Ernst Mach is one of the more interesting of the nineteenth century polymaths. A physicist, he also kicked off positivism, and (I did not previously know) was an evolutionary epistemologist:
Mach is part of the empiricist tradition, but he also believed in an a priori. But it is a biologized a priori: what is a priori to an individual organism was a posteriori to its ancestors; not only does the a priori pre-form experience, but the a priori is itself formed from experience. It was simultaneously the contradiction and confirmation of Kantian epistemology. In as much as Kant used the a priori to explain how knowledge is possible, Mach uses the knowledge of the new sciences to explain how an a priori is possible.
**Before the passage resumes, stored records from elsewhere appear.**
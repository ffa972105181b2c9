//! Discovery loop policy: classification gate, dedup, filename derivation,
//! and bounded download retry.
//!
//! Candidate URLs arrive here from both network-response interception and
//! periodic DOM inspection. Each accepted URL is downloaded at most once per
//! session; an attempt sequence that exhausts its retries is terminal too.

use std::path::{Path, PathBuf};
use std::sync::Arc;
use std::time::Duration;
use tokio::time::sleep;
use tracing::{error, info, warn};
use url::Url;

use crate::core::classifier::is_complete_asset;
use crate::core::config::CaptureConfig;
use crate::core::models::{DownloadOutcome, DownloadStatus, HlsStream, SessionContext};
use crate::downloaders::Downloader;
use crate::utils::file_utils::{get_file_extension, sanitize_filename};

/// Filename used when a URL path has no basename.
const DEFAULT_BASENAME: &str = "video.mp4";

/// Extension used when a basename carries none.
const DEFAULT_EXTENSION: &str = ".mp4";

pub struct Discovery {
    downloader: Arc<dyn Downloader>,
    output_dir: PathBuf,
    download_files: bool,
    max_retries: usize,
    retry_delay: Duration,
}

impl Discovery {
    pub fn new(downloader: Arc<dyn Downloader>, config: &CaptureConfig) -> Self {
        Self {
            downloader,
            output_dir: config.output_dir.clone(),
            download_files: config.download_files,
            max_retries: config.max_retries,
            retry_delay: config.retry_delay(),
        }
    }

    /// Feed one candidate URL through the classifier and, when accepted and
    /// not yet handled, through the download policy.
    ///
    /// Returns the terminal status of the attempt sequence, or `None` when
    /// the URL was rejected, already handled, or downloads are disabled.
    pub async fn handle_candidate(
        &self,
        ctx: &mut SessionContext,
        url: &str,
    ) -> Option<DownloadStatus> {
        if !is_complete_asset(url) {
            return None;
        }

        if ctx.video_links.insert(url) {
            info!("complete video discovered: {}", url);
        }

        if !self.download_files || ctx.downloaded_urls.contains(url) {
            return None;
        }

        let filename = derive_filename(url, ctx.file_counter);
        let dest = self.output_dir.join(&filename);
        info!("downloading {} from {}", filename, url);

        let status = match self.download_with_retry(url, &dest).await {
            Some(DownloadOutcome::File(path)) => {
                ctx.video_files.push(path);
                DownloadStatus::Succeeded
            }
            Some(DownloadOutcome::Hls {
                playlist_path,
                segment_urls,
            }) => {
                ctx.hls_streams.push(HlsStream {
                    source_url: url.to_string(),
                    playlist_path,
                    segment_urls,
                });
                DownloadStatus::Succeeded
            }
            None => DownloadStatus::Exhausted,
        };

        // The attempt sequence is over either way: mark the URL handled and
        // advance the counter exactly once.
        ctx.downloaded_urls.insert(url.to_string());
        ctx.file_counter += 1;

        Some(status)
    }

    /// Attempt a download up to `max_retries` times with a fixed delay
    /// between failed attempts. Exhaustion is logged, not propagated.
    pub async fn download_with_retry(&self, url: &str, dest: &Path) -> Option<DownloadOutcome> {
        for attempt in 1..=self.max_retries {
            match self.downloader.download(url, dest).await {
                Ok(outcome) => return Some(outcome),
                Err(err) => {
                    warn!(
                        "download failed (attempt {}/{}): {}",
                        attempt, self.max_retries, err
                    );
                    if attempt < self.max_retries {
                        sleep(self.retry_delay).await;
                    }
                }
            }
        }

        error!("retries exhausted, skipping {}", url);
        None
    }
}

/// Derive a collision-free local filename for the given counter value:
/// `NNNN_<basename><ext>` with a four-digit zero-padded sequence number.
pub fn derive_filename(url: &str, counter: u64) -> String {
    let path = Url::parse(url)
        .map(|u| u.path().to_string())
        .unwrap_or_else(|_| url.to_string());

    let basename = Path::new(&path)
        .file_name()
        .and_then(|n| n.to_str())
        .unwrap_or("");
    let basename = if basename.is_empty() {
        DEFAULT_BASENAME.to_string()
    } else {
        sanitize_filename(basename)
    };

    let ext = match get_file_extension(&basename) {
        Some(ext) => format!(".{ext}"),
        None => DEFAULT_EXTENSION.to_string(),
    };
    let stem = basename.strip_suffix(&ext).unwrap_or(&basename);

    format!("{counter:04}_{stem}{ext}")
}

#[cfg(test)]
mod tests {
    use super::*;
    use crate::core::error::DownloadError;
    use async_trait::async_trait;
    use std::sync::atomic::{AtomicUsize, Ordering};
    use tempfile::tempdir;

    /// Test downloader that fails a configurable number of times before
    /// succeeding with a fixed outcome.
    struct FlakyDownloader {
        failures_before_success: usize,
        attempts: AtomicUsize,
    }

    impl FlakyDownloader {
        fn new(failures_before_success: usize) -> Self {
            Self {
                failures_before_success,
                attempts: AtomicUsize::new(0),
            }
        }

        fn attempts(&self) -> usize {
            self.attempts.load(Ordering::SeqCst)
        }
    }

    #[async_trait]
    impl Downloader for FlakyDownloader {
        async fn download(
            &self,
            _url: &str,
            dest: &Path,
        ) -> Result<DownloadOutcome, DownloadError> {
            let attempt = self.attempts.fetch_add(1, Ordering::SeqCst) + 1;
            if attempt <= self.failures_before_success {
                Err(DownloadError::Status { code: 503 })
            } else {
                Ok(DownloadOutcome::File(dest.to_path_buf()))
            }
        }
    }

    fn test_config(dir: &Path) -> CaptureConfig {
        let mut config = CaptureConfig::default();
        config.output_dir = dir.to_path_buf();
        config.retry_delay_ms = 1;
        config
    }

    #[test]
    fn filename_derivation() {
        assert_eq!(
            derive_filename("https://host/media/movie.mp4", 1),
            "0001_movie.mp4"
        );
        assert_eq!(
            derive_filename("https://host/media/clip.mp4?token=abc", 5),
            "0005_clip.mp4"
        );
        // No basename in the path
        assert_eq!(derive_filename("https://host/", 2), "0002_video.mp4");
        // No extension
        assert_eq!(derive_filename("https://host/stream/clip", 3), "0003_clip.mp4");
        // Playlist keeps its extension
        assert_eq!(
            derive_filename("https://host/live/playlist.m3u8", 12),
            "0012_playlist.m3u8"
        );
    }

    #[tokio::test]
    async fn succeeds_after_transient_failures() {
        let tmp = tempdir().unwrap();
        let downloader = Arc::new(FlakyDownloader::new(2));
        let discovery = Discovery::new(downloader.clone(), &test_config(tmp.path()));
        let mut ctx = SessionContext::new();

        let status = discovery
            .handle_candidate(&mut ctx, "https://host/clip.mp4")
            .await;

        assert_eq!(status, Some(DownloadStatus::Succeeded));
        assert_eq!(downloader.attempts(), 3);
        assert_eq!(ctx.video_files.len(), 1);
        assert_eq!(ctx.file_counter, 2);
        assert!(ctx.downloaded_urls.contains("https://host/clip.mp4"));
    }

    #[tokio::test]
    async fn exhaustion_is_terminal_and_does_not_propagate() {
        let tmp = tempdir().unwrap();
        let downloader = Arc::new(FlakyDownloader::new(usize::MAX));
        let discovery = Discovery::new(downloader.clone(), &test_config(tmp.path()));
        let mut ctx = SessionContext::new();

        let status = discovery
            .handle_candidate(&mut ctx, "https://host/clip.mp4")
            .await;

        assert_eq!(status, Some(DownloadStatus::Exhausted));
        assert_eq!(downloader.attempts(), 3);
        assert!(ctx.video_files.is_empty());
        // Exhausted sequences still consume the URL and the counter
        assert!(ctx.downloaded_urls.contains("https://host/clip.mp4"));
        assert_eq!(ctx.file_counter, 2);

        // Re-observing the URL later is a no-op
        let again = discovery
            .handle_candidate(&mut ctx, "https://host/clip.mp4")
            .await;
        assert_eq!(again, None);
        assert_eq!(downloader.attempts(), 3);
        assert_eq!(ctx.file_counter, 2);
    }

    #[tokio::test]
    async fn duplicate_submission_downloads_once() {
        let tmp = tempdir().unwrap();
        let downloader = Arc::new(FlakyDownloader::new(0));
        let discovery = Discovery::new(downloader.clone(), &test_config(tmp.path()));
        let mut ctx = SessionContext::new();

        let first = discovery
            .handle_candidate(&mut ctx, "https://host/clip.mp4")
            .await;
        let second = discovery
            .handle_candidate(&mut ctx, "https://host/clip.mp4")
            .await;

        assert_eq!(first, Some(DownloadStatus::Succeeded));
        assert_eq!(second, None);
        assert_eq!(downloader.attempts(), 1);
        assert_eq!(ctx.file_counter, 2);
        assert_eq!(ctx.video_links.len(), 1);
    }

    #[tokio::test]
    async fn rejected_urls_are_ignored() {
        let tmp = tempdir().unwrap();
        let downloader = Arc::new(FlakyDownloader::new(0));
        let discovery = Discovery::new(downloader.clone(), &test_config(tmp.path()));
        let mut ctx = SessionContext::new();

        let status = discovery
            .handle_candidate(&mut ctx, "https://host/seg-003.mp4")
            .await;

        assert_eq!(status, None);
        assert_eq!(downloader.attempts(), 0);
        assert!(ctx.video_links.is_empty());
        assert_eq!(ctx.file_counter, 1);
    }

    #[tokio::test]
    async fn download_disabled_still_records_links() {
        let tmp = tempdir().unwrap();
        let downloader = Arc::new(FlakyDownloader::new(0));
        let mut config = test_config(tmp.path());
        config.download_files = false;
        let discovery = Discovery::new(downloader.clone(), &config);
        let mut ctx = SessionContext::new();

        let status = discovery
            .handle_candidate(&mut ctx, "https://host/clip.mp4")
            .await;

        assert_eq!(status, None);
        assert_eq!(downloader.attempts(), 0);
        assert_eq!(ctx.video_links.len(), 1);
        assert_eq!(ctx.file_counter, 1);
    }

    #[tokio::test]
    async fn hls_outcome_recorded_as_stream() {
        struct HlsDownloader;

        #[async_trait]
        impl Downloader for HlsDownloader {
            async fn download(
                &self,
                _url: &str,
                dest: &Path,
            ) -> Result<DownloadOutcome, DownloadError> {
                Ok(DownloadOutcome::Hls {
                    playlist_path: dest.with_file_name("playlist.m3u8"),
                    segment_urls: vec!["https://host/a.ts".into(), "https://host/b.ts".into()],
                })
            }
        }

        let tmp = tempdir().unwrap();
        let discovery = Discovery::new(Arc::new(HlsDownloader), &test_config(tmp.path()));
        let mut ctx = SessionContext::new();

        let status = discovery
            .handle_candidate(&mut ctx, "https://host/live/playlist.m3u8")
            .await;

        assert_eq!(status, Some(DownloadStatus::Succeeded));
        assert_eq!(ctx.hls_streams.len(), 1);
        assert_eq!(ctx.hls_streams[0].segment_urls.len(), 2);
        assert_eq!(ctx.hls_streams[0].source_url, "https://host/live/playlist.m3u8");
        assert!(ctx.video_files.is_empty());
    }
}
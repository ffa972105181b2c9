//! Core capture logic

pub mod classifier;
pub mod config;
pub mod discovery;
pub mod error;
pub mod models;
pub mod session;
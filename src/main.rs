mod cli;

use clap::Parser;
use std::process;
use tracing::error;

use video_capture::utils::logging::init_tracing;
use video_capture::{CaptureConfig, SessionDriver};

#[tokio::main]
async fn main() {
    let args = cli::Args::parse();
    init_tracing(args.verbose, args.quiet);

    if let Err(err) = run(args).await {
        error!("capture failed: {err:#}");
        eprintln!("Error: {err:#}");
        process::exit(1);
    }
}

async fn run(args: cli::Args) -> anyhow::Result<()> {
    let mut config = CaptureConfig::load(args.config.as_deref())?;
    args.apply(&mut config);
    config.validate()?;

    let driver = SessionDriver::new(config)?;
    driver.run().await
}
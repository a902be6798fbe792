//! Operator-alert debouncing. Rapid-fire texts from one customer coalesce
//! into a single buffered alert that only fires after 30 s of quiet.

use time::Duration;

use leadline_domain::{mask_phone, templates};
use leadline_storage::{
	alert_buffer,
	models::{OutboundKind, Tenant},
	outbox::{self, EnqueueRow, NewOutbound},
};

use crate::{LeadlineService, Result};

impl LeadlineService {
	/// Upserts into the buffer and pushes the quiescence deadline out.
	pub async fn buffer_alert(&self, tenant: &Tenant, customer_phone: &str, text: &str) -> Result<()> {
		let now = self.now();
		let send_at = now + Duration::seconds(self.cfg.dispatcher.alert_debounce_secs);

		alert_buffer::bump(
			&self.db,
			tenant.id,
			customer_phone,
			&tenant.operator_number,
			text,
			send_at,
			now,
		)
		.await?;

		tracing::info!(customer = %mask_phone(customer_phone), "Buffered operator alert.");

		Ok(())
	}

	/// Releases quiescent buffers: one coalesced alert per buffer, then the
	/// buffer row dies. The whole cycle runs in one transaction with the
	/// buffer rows locked, so a concurrent bump on the same key waits and
	/// then opens a fresh buffer.
	pub async fn sweep_alerts(&self) -> Result<usize> {
		let now = self.now();
		let mut tx = self.db.pool.begin().await?;
		let due = alert_buffer::due_for_update(&mut *tx, now).await?;

		if due.is_empty() {
			tx.rollback().await?;

			return Ok(0);
		}

		let mut released = 0;

		for entry in due {
			let body = templates::coalesced_alert(
				&entry.customer_phone,
				entry.message_count,
				&entry.coalesced_text,
			);
			let draft = match self
				.authorize_outbound(None, &entry.operator_phone, &body, OutboundKind::Internal, false)
				.await?
			{
				Ok(draft) => draft,
				Err(rejection) => {
					tracing::warn!(
						operator = %mask_phone(&entry.operator_phone),
						reason = rejection.as_str(),
						"Dropping buffered alert."
					);
					alert_buffer::delete(&mut *tx, entry.id).await?;

					continue;
				},
			};
			// Deterministic per quiescence window, so a crashed sweep that
			// already enqueued cannot double-send after recovery.
			let external_id = format!("buf_{}_{}", entry.id, entry.send_at.unix_timestamp());
			let row = outbox::enqueue(
				&mut *tx,
				NewOutbound {
					tenant_id: Some(entry.tenant_id),
					to_number: &entry.operator_phone,
					body: &draft.body,
					kind: OutboundKind::Internal,
					external_id: Some(&external_id),
					scheduled_for: None,
				},
				now,
			)
			.await?;

			if matches!(row, EnqueueRow::Inserted(_)) {
				released += 1;
			}

			alert_buffer::delete(&mut *tx, entry.id).await?;
		}

		tx.commit().await?;

		if released > 0 {
			tracing::info!(%released, "Released buffered alert groups to the queue.");
		}

		Ok(released)
	}
}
One more patch of philosophy, it was thought, yielded to science.
I had thought the originator of that view was Konrad Lorenz, in his Russian manuscript. Anyway, a new article by Paul Pojman. It looks very comprehensive, as articles in the increasingly diverse online Stanford Encyclopedia of Philosophy usually are.
Pojman, Paul, "Ernst Mach", The Stanford Encyclopedia of Philosophy (Summer 2008 Edition), Edward N. Zalta (ed.), forthcoming URL = <http://plato.stanford.edu/archives/sum2008/entries/ernst-mach/>.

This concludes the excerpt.